Maybe I went into this with too high expectations but the fact is I was not sold on the direction the film took. I had expected there would be slow moments but not that many and not for such lengths at a time. I had also expected more interaction between father and daughter.

Still, Toni Erdmann is very special. It’s amazing to what great lengths a father will go to help his daughter. I could say there were many unexpected scenes but the fact is, to me, the entire movie was unexpected. Both characters never seemed to do what I thought they would and that was a great feeling.

From that opening scene I could see this would be a special movie if only I could stand the slow pace. Even though at the time I kept wondering how long till it was over, the more I think about it the more I like it and think about all the issues subtly approached there.

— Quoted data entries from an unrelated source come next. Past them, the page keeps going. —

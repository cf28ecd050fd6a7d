//! Extracts one uploaded file from a file-upload question's answer.
//!
//! File-upload questions attach their uploads under
//! `submitted_answer._files` as `{ name, contents }` pairs with
//! base64-encoded contents. This processor picks one by index and decodes
//! it to UTF-8 text (lenient: invalid sequences are replaced, never fatal).

use crate::error::ExportError;
use crate::traits::processor::Processor;
use crate::types::{ProcessorOutput, Submission};
use base64::Engine;
use base64::engine::general_purpose::STANDARD;
use serde::{Deserialize, Serialize};
use serde_json::{Map, Value};

/// Typed parameters for [`FileProcessor`].
#[derive(Debug, Clone, Default, Serialize, Deserialize)]
pub struct FileParams {
    /// 0-based index into `submitted_answer._files`.
    #[serde(default)]
    pub file_index: usize,
}

impl FileParams {
    /// Coerce a loose parameter bag: numbers are taken as-is, numeric
    /// strings are parsed, anything else falls back to index 0.
    fn from_loose(raw: &Map<String, Value>) -> Self {
        let file_index = match raw.get("file_index") {
            Some(Value::Number(n)) => n.as_u64().unwrap_or(0) as usize,
            Some(Value::String(s)) => s.trim().parse().unwrap_or(0),
            _ => 0,
        };
        FileParams { file_index }
    }

    fn to_map(&self) -> Map<String, Value> {
        match serde_json::to_value(self) {
            Ok(Value::Object(map)) => map,
            _ => Map::new(),
        }
    }
}

/// One `{ name, contents }` pair under `submitted_answer._files`.
#[derive(Debug, Clone, Deserialize)]
struct AttachedFile {
    #[serde(default)]
    name: Option<String>,
    #[serde(default)]
    contents: String,
}

pub struct FileProcessor;

impl Processor for FileProcessor {
    fn kind(&self) -> &'static str {
        "file"
    }

    fn label(&self) -> &'static str {
        "File extractor"
    }

    fn default_params(&self) -> Map<String, Value> {
        FileParams::default().to_map()
    }

    fn normalize(&self, raw: &Map<String, Value>) -> Map<String, Value> {
        FileParams::from_loose(raw).to_map()
    }

    fn validate(&self, params: &Map<String, Value>) -> Vec<String> {
        // Inspect the raw value: `from_loose` clamps bad indices to 0, which
        // is fine at run time but would hide the mistake from rule listings.
        let ok = match params.get("file_index") {
            None => true,
            Some(Value::Number(n)) => n.as_u64().is_some(),
            Some(Value::String(s)) => s.trim().parse::<u64>().is_ok(),
            Some(_) => false,
        };
        if ok {
            Vec::new()
        } else {
            vec!["file_index must be a non-negative number".to_string()]
        }
    }

    fn summary(&self, params: &Map<String, Value>) -> String {
        format!("file ({})", FileParams::from_loose(params).file_index)
    }

    fn run(
        &self,
        submission: &Submission,
        raw_params: &Map<String, Value>,
    ) -> Result<ProcessorOutput, ExportError> {
        let params = FileParams::from_loose(raw_params);

        let files_value = submission
            .submitted_answer
            .as_ref()
            .and_then(|a| a.get("_files"))
            .filter(|v| v.is_array())
            .ok_or_else(|| {
                ExportError::Processor(
                    "submitted_answer._files missing (not a file-upload question?)".to_string(),
                )
            })?;
        let files: Vec<AttachedFile> = serde_json::from_value(files_value.clone())
            .map_err(|e| ExportError::Processor(format!("submitted_answer._files malformed: {e}")))?;

        let idx = params.file_index;
        if idx >= files.len() {
            return Err(ExportError::Processor(format!(
                "file_index={idx} out of range (files={})",
                files.len()
            )));
        }

        let file = &files[idx];
        let name = file
            .name
            .as_deref()
            .filter(|n| !n.is_empty())
            .map(str::to_string)
            .unwrap_or_else(|| format!("file_{idx}"));
        if file.contents.is_empty() {
            return Err(ExportError::Processor("File contents empty".to_string()));
        }

        let text = decode_base64_utf8(&file.contents)?;
        Ok(ProcessorOutput {
            text,
            file_name: name,
        })
    }
}

/// Base64-decode, tolerating surrounding whitespace, then decode the bytes
/// as UTF-8 with replacement (a corrupt upload still yields text).
fn decode_base64_utf8(contents: &str) -> Result<String, ExportError> {
    let cleaned: String = contents.chars().filter(|c| !c.is_whitespace()).collect();
    let bytes = STANDARD
        .decode(cleaned.as_bytes())
        .map_err(|e| ExportError::Processor(format!("Base64 decode failed: {e}")))?;
    Ok(String::from_utf8_lossy(&bytes).into_owned())
}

All performances were terrific, even the supporting ones. I am still in awe at the amount of realities portrayed in this movie and how genuine they felt. They spanned cultures, social status, age, etc, etc. And then there are all the other issues addressed, besides the obvious one of whether we are happy. There’s work, family and friends relationships; the struggle of a woman to be seen as equal in her workplace; casual relationships, never getting attached; globalisation, outsourcing and everything it entails; what you are willing to do to achieve your goals and so, so much more. It is such a deep movie.

I really wish it had been further edited, though. It would have had more of an impact, at least on me.

I am not going to rate this one as I feel I would be doing it a disservice.

Captain Fantastic

Captain Fantastic

Rating: 4.9/5

Premise:

From IMDB:
In the forests of the Pacific Northwest, a father devoted to raising his six kids with a rigorous physical and intellectual education is forced to leave his paradise and enter the world, challenging his idea of what it means to be a parent.

Review:

Well, I have to say this one blew me away.

Other than the opening scene where the CGI seemed fake and one scene where what happened was logistically impossible, there isn’t much I can point out that was wrong with this movie. I am still unsure whether the kids, apart from Bo who still lived the first years of his life in society, were even registered but maybe I missed that or it just wasn’t important to the story.

When I first read the blurb for some reason I figured this was a movie featuring wild children who pretty much only knew how to survive and whose parents maybe taught them how to read. Instead, I am presented to a father who does his best to, yes, teach them how to survive in the wild, but also educate them and get them to think for themselves. These children are cunning and some of their conversations left me dumbfounded.

The movie evolves with a series of emotionally packed scenes, particularly following their mother’s illness and subsequent death. Some events are full of teenage angst and you can definitely see the dynamics changing, with Ben keeping to his beliefs while being open to to something different as long as it is properly argumented.

Everyone is just plain brilliant in their performances, both main and supporting actors. Viggo Mortensen is amazing. You can clearly see this father’s struggle to come to terms with the fact that what he believed was best for his children may not actually be so.

Whoever cast these children – kudos. I was particularly awestruck with the eldest and the two youngest, but in general everyone was so darn expressive. I cannot even conceive how such young children could possibly memorize such lines while maintaining natural facial and body expressions. My chin actually dropped during some scenes.

I cannot really say much more without spoiling the movie for you. Captain Fantastic is simply amazing. It is shocking, at times even macabre, enthralling, thought-provoking and beautiful. You really need to watch it as soon as possible, don’t let this one slip by!